### Work task
What is needed is the complete listing, repeated exactly.

++++

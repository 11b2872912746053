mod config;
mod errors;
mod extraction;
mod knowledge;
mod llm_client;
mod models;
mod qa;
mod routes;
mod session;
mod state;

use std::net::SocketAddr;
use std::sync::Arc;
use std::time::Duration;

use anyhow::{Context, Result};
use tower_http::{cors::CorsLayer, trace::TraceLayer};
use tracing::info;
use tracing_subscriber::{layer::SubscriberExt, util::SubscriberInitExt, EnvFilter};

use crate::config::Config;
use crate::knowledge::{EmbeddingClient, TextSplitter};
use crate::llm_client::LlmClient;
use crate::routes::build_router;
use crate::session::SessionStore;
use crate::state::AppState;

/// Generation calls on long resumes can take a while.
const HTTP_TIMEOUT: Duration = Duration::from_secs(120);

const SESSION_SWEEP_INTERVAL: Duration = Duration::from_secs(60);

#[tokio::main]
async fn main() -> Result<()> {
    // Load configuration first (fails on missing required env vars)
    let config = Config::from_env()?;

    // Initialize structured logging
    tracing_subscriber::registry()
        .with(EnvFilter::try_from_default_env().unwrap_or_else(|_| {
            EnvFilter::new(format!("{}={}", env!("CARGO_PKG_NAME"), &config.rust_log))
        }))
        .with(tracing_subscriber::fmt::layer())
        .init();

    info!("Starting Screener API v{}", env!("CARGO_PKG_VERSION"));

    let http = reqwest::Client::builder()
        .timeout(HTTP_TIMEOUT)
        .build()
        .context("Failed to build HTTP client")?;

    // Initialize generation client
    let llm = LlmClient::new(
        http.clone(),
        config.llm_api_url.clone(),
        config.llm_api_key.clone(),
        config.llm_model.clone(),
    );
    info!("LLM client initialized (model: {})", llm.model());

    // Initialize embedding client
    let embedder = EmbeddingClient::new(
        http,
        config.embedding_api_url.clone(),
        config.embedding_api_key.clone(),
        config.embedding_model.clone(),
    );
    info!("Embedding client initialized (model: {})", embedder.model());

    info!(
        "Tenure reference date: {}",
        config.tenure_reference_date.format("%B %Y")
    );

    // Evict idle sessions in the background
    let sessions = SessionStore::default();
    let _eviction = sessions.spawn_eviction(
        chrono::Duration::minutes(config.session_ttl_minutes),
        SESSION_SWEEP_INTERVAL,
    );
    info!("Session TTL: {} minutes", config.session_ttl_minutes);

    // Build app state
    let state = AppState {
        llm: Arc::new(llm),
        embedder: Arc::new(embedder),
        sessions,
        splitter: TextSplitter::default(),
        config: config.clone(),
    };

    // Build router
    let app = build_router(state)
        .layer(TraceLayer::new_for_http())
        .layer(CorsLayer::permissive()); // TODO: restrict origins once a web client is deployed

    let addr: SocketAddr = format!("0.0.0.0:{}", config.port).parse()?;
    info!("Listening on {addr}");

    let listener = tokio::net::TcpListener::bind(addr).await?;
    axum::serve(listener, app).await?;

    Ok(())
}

++++

### Exercise response
repository 11b2872912746053
mod config;
mod errors;
mod extraction;
mod knowledge;
mod llm_client;
mod models;
mod qa;
mod routes;
mod session;
mod state;

use std::net::SocketAddr;
use std::sync::Arc;
use std::time::Duration;

use anyhow::{Context, Result};
use tower_http::{cors::CorsLayer, trace::TraceLayer};
use tracing::info;
use tracing_subscriber::{layer::SubscriberExt, util::SubscriberInitExt, EnvFilter};

use crate::config::Config;
use crate::knowledge::{EmbeddingClient, TextSplitter};
use crate::llm_client::LlmClient;
use crate::routes::build_router;
use crate::session::SessionStore;
use crate::state::AppState;

/// Generation calls on long resumes can take a while.
const HTTP_TIMEOUT: Duration = Duration::from_secs(120);

const SESSION_SWEEP_INTERVAL: Duration = Duration::from_secs(60);

#[tokio::main]
async fn main() -> Result<()> {
    // Load configuration first (fails on missing required env vars)
    let config = Config::from_env()?;

    // Initialize structured logging
    tracing_subscriber::registry()
        .with(EnvFilter::try_from_default_env().unwrap_or_else(|_| {
            EnvFilter::new(format!("{}={}", env!("CARGO_PKG_NAME"), &config.rust_log))
        }))
        .with(tracing_subscriber::fmt::layer())
        .init();

    info!("Starting Screener API v{}", env!("CARGO_PKG_VERSION"));

    let http = reqwest::Client::builder()
        .timeout(HTTP_TIMEOUT)
        .build()
        .context("Failed to build HTTP client")?;

    // Initialize generation client
    let llm = LlmClient::new(
        http.clone(),
        config.llm_api_url.clone(),
        config.llm_api_key.clone(),
        config.llm_model.clone(),
    );
    info!("LLM client initialized (model: {})", llm.model());

    // Initialize embedding client
    let embedder = EmbeddingClient::new(
        http,
        config.embedding_api_url.clone(),
        config.embedding_api_key.clone(),
        config.embedding_model.clone(),
    );
    info!("Embedding client initialized (model: {})", embedder.model());

    info!(
        "Tenure reference date: {}",
        config.tenure_reference_date.format("%B %Y")
    );

    // Evict idle sessions in the background
    let sessions = SessionStore::default();
    let _eviction = sessions.spawn_eviction(
        chrono::Duration::minutes(config.session_ttl_minutes),
        SESSION_SWEEP_INTERVAL,
    );
    info!("Session TTL: {} minutes", config.session_ttl_minutes);

    // Build app state
    let state = AppState {
        llm: Arc::new(llm),
        embedder: Arc::new(embedder),
        sessions,
        splitter: TextSplitter::default(),
        config: config.clone(),
    };

    // Build router
    let app = build_router(state)
        .layer(TraceLayer::new_for_http())
        .layer(CorsLayer::permissive()); // TODO: restrict origins once a web client is deployed

    let addr: SocketAddr = format!("0.0.0.0:{}", config.port).parse()?;
    info!("Listening on {addr}");

    let listener = tokio::net::TcpListener::bind(addr).await?;
    axum::serve(listener, app).await?;

    Ok(())
}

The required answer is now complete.